How do I make sure I get a bigger tax refund? ›

Here are four simple ways to get a bigger tax refund according to the experts we spoke to.
  1. Contribute more to your retirement and health savings accounts.
  2. Choose the right deduction and filing strategy.
  3. Donate to charity.
  4. Be organized and thorough.
Mar 4, 2024

How much will my tax return be if I made $70,000? ›

If you make $70,000 a year living in the region of California, USA, you will be taxed $17,665. That means that your net pay will be $52,335 per year, or $4,361 per month. Your average tax rate is 25.2% and your marginal tax rate is 41.0%.

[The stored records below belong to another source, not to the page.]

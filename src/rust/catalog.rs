use std::collections::HashMap;
use std::fs;
use std::path::Path;

use log::info;
use serde::{Deserialize, Serialize};

use crate::classifier::EngineError;

/// Key of the catalog's fallback entry. Topic labels are snake_case words,
/// so a double-underscore sentinel cannot collide with one.
pub const DEFAULT_TOPIC_KEY: &str = "__default__";

/// A micro-training action for one topic.
#[derive(Debug, Clone, PartialEq, Eq, Serialize, Deserialize)]
pub struct Recommendation {
    pub video: String,
    pub tip: String,
    pub next_step: String,
}

impl Recommendation {
    pub fn new(video: impl Into<String>, tip: impl Into<String>, next_step: impl Into<String>) -> Self {
        Self {
            video: video.into(),
            tip: tip.into(),
            next_step: next_step.into(),
        }
    }
}

/// Static mapping from topic key to coaching content, plus a default entry.
///
/// Built once at start-up and shared read-only afterwards; there is no way
/// to mutate a catalog after construction.
#[derive(Debug, Clone, PartialEq)]
pub struct ContentCatalog {
    entries: HashMap<String, Recommendation>,
    default: Recommendation,
}

impl ContentCatalog {
    /// Creates a catalog from explicit entries. Keys are matched exactly.
    ///
    /// # Errors
    /// - `ValidationError` if an entry uses the default sentinel as its key
    /// - `ValidationError` if any entry has an empty field
    pub fn new(
        entries: impl IntoIterator<Item = (String, Recommendation)>,
        default: Recommendation,
    ) -> Result<Self, EngineError> {
        let mut map = HashMap::new();
        for (topic, recommendation) in entries {
            if topic == DEFAULT_TOPIC_KEY {
                return Err(EngineError::ValidationError(format!(
                    "'{}' is reserved for the default entry",
                    DEFAULT_TOPIC_KEY
                )));
            }
            Self::validate_entry(&topic, &recommendation)?;
            map.insert(topic, recommendation);
        }
        Self::validate_entry(DEFAULT_TOPIC_KEY, &default)?;
        Ok(Self { entries: map, default })
    }

    /// Loads a catalog from a JSON object of `topic -> {video, tip, next_step}`.
    /// The object must contain a `__default__` entry.
    ///
    /// # Errors
    /// - `ValidationError` if the file is unreadable, malformed or lacks a default entry
    pub fn from_json_file<P: AsRef<Path>>(path: P) -> Result<Self, EngineError> {
        let path = path.as_ref();
        let text = fs::read_to_string(path)
            .map_err(|e| EngineError::ValidationError(format!("Failed to read catalog {:?}: {}", path, e)))?;
        let catalog = Self::from_json_str(&text)?;
        info!("Loaded content catalog from {:?} ({} topics)", path, catalog.len());
        Ok(catalog)
    }

    pub fn from_json_str(text: &str) -> Result<Self, EngineError> {
        let mut entries: HashMap<String, Recommendation> = serde_json::from_str(text)
            .map_err(|e| EngineError::ValidationError(format!("Malformed catalog: {}", e)))?;
        let default = entries.remove(DEFAULT_TOPIC_KEY).ok_or_else(|| {
            EngineError::ValidationError(format!("Catalog has no '{}' entry", DEFAULT_TOPIC_KEY))
        })?;
        Self::new(entries, default)
    }

    /// Coaching content shipped with the crate: one entry per known weak
    /// topic, one per product line and the generic default.
    pub fn builtin() -> Self {
        let entry = |topic: &str, video: &str, tip: &str, next_step: &str| {
            (
                topic.to_string(),
                Recommendation::new(format!("https://www.youtube.com/watch?v={}", video), tip, next_step),
            )
        };
        let entries = vec![
            entry(
                "emi_calculation",
                "emi_calculation_video",
                "Walk customers through EMI figures with a worked example before quoting a rate.",
                "Calculate the EMI for three sample loan amounts and tenures.",
            ),
            entry(
                "loan_closing_technique",
                "loan_closing_video",
                "Master the art of closing loan deals with these proven techniques.",
                "Practice these closing questions with a colleague.",
            ),
            entry(
                "loan_application_process",
                "loan_application_video",
                "Guide clients smoothly through the loan application process.",
                "Create a checklist for the loan application steps.",
            ),
            entry(
                "loan_eligibility_criteria",
                "loan_eligibility_video",
                "Understand and explain loan eligibility criteria accurately.",
                "Review the eligibility criteria for three different loan products.",
            ),
            entry(
                "loan_negotiation_skills",
                "loan_negotiation_video",
                "Improve your negotiation skills for loan terms and conditions.",
                "Identify three negotiation points for a loan scenario.",
            ),
            entry(
                "insurance_objection_handling",
                "insurance_objection_video",
                "Learn to effectively handle common objections when selling insurance.",
                "Role-play an objection scenario for an insurance product.",
            ),
            entry(
                "insurance_policy_comparison",
                "insurance_compare_video",
                "Help clients compare insurance policies to find the best fit.",
                "Compare two similar insurance policies and highlight differences.",
            ),
            entry(
                "insurance_product_knowledge",
                "insurance_knowledge_video",
                "Deepen your understanding of our insurance product details.",
                "Study the product brochure for a new insurance policy.",
            ),
            entry(
                "insurance_claim_process",
                "insurance_claim_video",
                "Assist clients efficiently through the insurance claim process.",
                "Outline the steps for a typical insurance claim.",
            ),
            entry(
                "credit_card_benefits_explaining",
                "cc_benefits_video",
                "Clearly articulate the unique benefits of our credit card offers.",
                "List 3 key benefits for each credit card you offer.",
            ),
            entry(
                "credit_card_sales_pitch",
                "cc_pitch_video",
                "Craft a compelling sales pitch for credit cards.",
                "Record yourself delivering a credit card sales pitch.",
            ),
            entry(
                "loan",
                "loan_basics_video",
                "Lead with the customer's goal, then match it to the right loan product.",
                "Shadow a top partner on their next loan conversation.",
            ),
            entry(
                "insurance",
                "insurance_basics_video",
                "Frame insurance around the risks your customer already worries about.",
                "Write down the three most common risks your customers mention.",
            ),
            entry(
                "credit_card",
                "cc_basics_video",
                "Match the card to the customer's spending pattern, not the other way round.",
                "Map your last five customers to the card that best fits their spending.",
            ),
        ];
        let default = Recommendation::new(
            "https://www.youtube.com/watch?v=dummy_generic_video",
            "Always listen to your customer's needs first.",
            "Practice active listening in your next conversation.",
        );

        // The literal entries above are non-empty and never use the sentinel key.
        Self {
            entries: entries.into_iter().collect(),
            default,
        }
    }

    /// Exact-match lookup. `None` means the caller should use [`ContentCatalog::default_entry`].
    pub fn lookup(&self, topic: &str) -> Option<&Recommendation> {
        self.entries.get(topic)
    }

    pub fn default_entry(&self) -> &Recommendation {
        &self.default
    }

    /// Looks `topic` up, falling back to the default entry. The flag tells whether the topic matched.
    pub fn resolve(&self, topic: &str) -> (&Recommendation, bool) {
        match self.lookup(topic) {
            Some(recommendation) => (recommendation, true),
            None => (&self.default, false),
        }
    }

    pub fn contains(&self, topic: &str) -> bool {
        self.entries.contains_key(topic)
    }

    /// Labels from `labels` that have no catalog entry, in input order.
    pub fn missing_topics<'a>(&self, labels: &'a [String]) -> Vec<&'a str> {
        labels
            .iter()
            .filter(|label| !self.contains(label))
            .map(String::as_str)
            .collect()
    }

    pub fn len(&self) -> usize {
        self.entries.len()
    }

    pub fn is_empty(&self) -> bool {
        self.entries.is_empty()
    }

    fn validate_entry(topic: &str, recommendation: &Recommendation) -> Result<(), EngineError> {
        if topic.is_empty() {
            return Err(EngineError::ValidationError("Catalog topic cannot be empty".into()));
        }
        let fields = [
            ("video", &recommendation.video),
            ("tip", &recommendation.tip),
            ("next_step", &recommendation.next_step),
        ];
        if let Some((name, _)) = fields.iter().find(|(_, value)| value.trim().is_empty()) {
            return Err(EngineError::ValidationError(format!(
                "Catalog entry '{}' has an empty {}",
                topic, name
            )));
        }
        Ok(())
    }
}

impl Default for ContentCatalog {
    fn default() -> Self {
        Self::builtin()
    }
}

#[cfg(test)]
mod tests {
    use super::*;

    #[test]
    fn test_builtin_has_product_types_and_default() {
        let catalog = ContentCatalog::builtin();
        for key in ["loan", "insurance", "credit_card", "emi_calculation"] {
            assert!(catalog.contains(key), "missing {}", key);
        }
        assert!(!catalog.contains(DEFAULT_TOPIC_KEY));
        assert!(catalog.default_entry().video.contains("generic"));
    }

    #[test]
    fn test_resolve_falls_back_to_default() {
        let catalog = ContentCatalog::builtin();
        let (rec, matched) = catalog.resolve("underwater_basket_weaving");
        assert!(!matched);
        assert_eq!(rec, catalog.default_entry());

        let (rec, matched) = catalog.resolve("emi_calculation");
        assert!(matched);
        assert!(rec.video.contains("emi_calculation"));
    }

    #[test]
    fn test_json_catalog() {
        let json = r#"{
            "__default__": {"video": "https://v/default", "tip": "t", "next_step": "n"},
            "emi_calculation": {"video": "https://v/emi", "tip": "t", "next_step": "n"}
        }"#;
        let catalog = ContentCatalog::from_json_str(json).unwrap();
        assert_eq!(catalog.len(), 1);
        assert_eq!(catalog.default_entry().video, "https://v/default");
        assert_eq!(catalog.lookup("emi_calculation").unwrap().video, "https://v/emi");
    }

    #[test]
    fn test_json_catalog_requires_default() {
        let json = r#"{"loan": {"video": "v", "tip": "t", "next_step": "n"}}"#;
        assert!(matches!(
            ContentCatalog::from_json_str(json),
            Err(EngineError::ValidationError(_))
        ));
    }

    #[test]
    fn test_sentinel_and_empty_fields_rejected() {
        let rec = Recommendation::new("v", "t", "n");
        assert!(ContentCatalog::new(vec![(DEFAULT_TOPIC_KEY.to_string(), rec.clone())], rec.clone()).is_err());
        assert!(ContentCatalog::new(vec![("loan".to_string(), Recommendation::new("v", " ", "n"))], rec).is_err());
    }

    #[test]
    fn test_missing_topics() {
        let catalog = ContentCatalog::builtin();
        let labels = vec!["emi_calculation".to_string(), "kyc_documentation".to_string()];
        assert_eq!(catalog.missing_topics(&labels), vec!["kyc_documentation"]);
    }
}
use std::sync::Arc;

use log::{error, info, warn};
use serde::{Deserialize, Serialize};

use crate::catalog::{ContentCatalog, Recommendation};
use crate::classifier::{Classifier, ClassifierInfo, EngineError, WeaknessPredictor};
use crate::config::EngineConfig;
use crate::resolver::{RecommendationResolver, Resolution};
use crate::store::{InMemoryPerformanceStore, PerformanceStore};

/// Inbound recommendation request.
#[derive(Debug, Clone, PartialEq, Eq, Serialize, Deserialize)]
pub struct RecommendRequest {
    #[serde(alias = "gp_id")]
    pub partner_id: String,
    pub product_type: String,
}

impl RecommendRequest {
    pub fn new(partner_id: impl Into<String>, product_type: impl Into<String>) -> Self {
        Self {
            partner_id: partner_id.into(),
            product_type: product_type.into(),
        }
    }
}

/// Successful response body.
#[derive(Debug, Clone, PartialEq, Eq, Serialize, Deserialize)]
pub struct RecommendResponse {
    pub video: String,
    pub tip: String,
    pub next_step: String,
}

impl From<Recommendation> for RecommendResponse {
    fn from(recommendation: Recommendation) -> Self {
        Self {
            video: recommendation.video,
            tip: recommendation.tip,
            next_step: recommendation.next_step,
        }
    }
}

/// Error response body.
#[derive(Debug, Clone, PartialEq, Eq, Serialize, Deserialize)]
pub struct ErrorResponse {
    pub error: String,
}

impl From<EngineError> for ErrorResponse {
    fn from(error: EngineError) -> Self {
        Self {
            error: error.to_string(),
        }
    }
}

/// A serving process: store snapshot, catalog and, when available, a classifier.
///
/// Everything is loaded once; requests only read shared state, so an `Engine`
/// can be wrapped in an `Arc` and used from any number of threads.
pub struct Engine {
    resolver: RecommendationResolver,
    classifier_info: Option<ClassifierInfo>,
}

// Compile-time verification of thread-safety
const _: () = {
    fn assert_send_sync<T: Send + Sync>() {}
    fn verify_thread_safety() {
        assert_send_sync::<Engine>();
    }
};

impl Engine {
    /// Performs process start-up from `config`.
    ///
    /// No classifier failure is fatal: a missing, mismatched, tampered or
    /// undecodable artifact is logged and the engine serves product-type
    /// fallbacks only.
    ///
    /// # Errors
    /// - `DataError` if the performance dataset cannot be read
    /// - `ValidationError` if the catalog file is invalid
    pub fn from_config(config: &EngineConfig) -> Result<Self, EngineError> {
        let store = InMemoryPerformanceStore::from_csv_path(&config.data_path)?;
        info!(
            "Loaded {} performance records for {} partners",
            store.len(),
            store.partner_count()
        );

        let catalog = match &config.catalog_path {
            Some(path) => ContentCatalog::from_json_file(path)?,
            None => ContentCatalog::builtin(),
        };

        let classifier = match Classifier::load(&config.model_path, &config.feature_schema_version) {
            Ok(classifier) => Some(classifier),
            Err(e) if e.is_model_unavailable() => {
                warn!("Classifier unavailable, serving fallbacks only: {}", e);
                None
            }
            Err(e) => {
                error!("Classifier artifact unreadable, serving fallbacks only: {}", e);
                None
            }
        };

        Self::new(Arc::new(store), Arc::new(catalog), classifier, config.min_confidence)
    }

    /// Builds an engine from already-loaded parts.
    ///
    /// # Errors
    /// - `ValidationError` if `min_confidence` is outside `[0, 1]`
    pub fn new(
        store: Arc<dyn PerformanceStore>,
        catalog: Arc<ContentCatalog>,
        classifier: Option<Classifier>,
        min_confidence: Option<f32>,
    ) -> Result<Self, EngineError> {
        let classifier_info = classifier.as_ref().map(Classifier::info);
        if let Some(info) = &classifier_info {
            let missing = catalog.missing_topics(&info.labels);
            if !missing.is_empty() {
                warn!("Catalog has no entry for topics {:?}; they will get the default entry", missing);
            }
        }

        let mut builder = RecommendationResolver::builder(store, catalog)
            .with_optional_classifier(classifier.map(|c| Arc::new(c) as Arc<dyn WeaknessPredictor>));
        if let Some(threshold) = min_confidence {
            builder = builder.with_min_confidence(threshold);
        }

        Ok(Self {
            resolver: builder.build()?,
            classifier_info,
        })
    }

    pub fn has_classifier(&self) -> bool {
        self.classifier_info.is_some()
    }

    pub fn classifier_info(&self) -> Option<&ClassifierInfo> {
        self.classifier_info.as_ref()
    }

    pub fn resolver(&self) -> &RecommendationResolver {
        &self.resolver
    }

    /// Resolves with full provenance.
    pub fn recommend(&self, partner_id: &str, product_type: &str) -> Result<Resolution, EngineError> {
        self.resolver.resolve(partner_id, product_type)
    }

    /// Request boundary: a malformed request is the only error outcome.
    pub fn handle(&self, request: &RecommendRequest) -> Result<RecommendResponse, ErrorResponse> {
        let resolution = self
            .recommend(&request.partner_id, &request.product_type)
            .map_err(ErrorResponse::from)?;
        Ok(resolution.recommendation.into())
    }
}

Are tax brackets based on gross income? ›

Tax brackets and marginal tax rates are based on taxable income, not gross income.

What is the average tax return for a single person making $60,000? ›

If you make $60,000 a year living in the region of California, USA, you will be taxed $13,653. That means that your net pay will be $46,347 per year, or $3,862 per month.

How do I get the $16728 Social Security bonus? ›

There's really no “bonus” that retirees can collect. The Social Security Administration (SSA) uses a specific formula based on your lifetime earnings to determine your benefit amount.

When a husband dies, does his wife get his Social Security? ›

Social Security survivors benefits are paid to widows, widowers, and dependents of eligible workers. This benefit is particularly important for young families with children.

How much money can seniors make and not file taxes? ›

At What Age Can You Stop Filing Taxes? Taxes aren't determined by age, so you will never age out of paying taxes. Basically, if you're 65 or older, you have to file a return for tax year 2023 (which is due in 2024) if your gross income is $15,700 or higher.

What does 22% tax bracket mean? ›

For 2022, the tax brackets are as follows for single filers: 10% tax rate for income between $0 and $10,275. 12% tax rate for income between $10,276 to $41,775. 22% tax rate for income between $41,776 to $89,075. 24% tax rate for income between $89,076 to $170,050.

What are all 7 tax brackets? ›

In 2023 and 2024, there are seven federal income tax rates and brackets: 10%, 12%, 22%, 24%, 32%, 35%, and 37%. Taxable income and filing status determine which federal tax rates apply to you and how much in taxes you'll owe that year. Internal Revenue Service.

Are tax brackets based on income or taxable income? ›

Tax brackets and marginal tax rates are based on taxable income, not gross income.

What does it mean to be in the highest tax bracket? ›

In 2024, the top tax rate of 37% applies to those earning over $609,350 for individual single filers, up from $578,125 last year.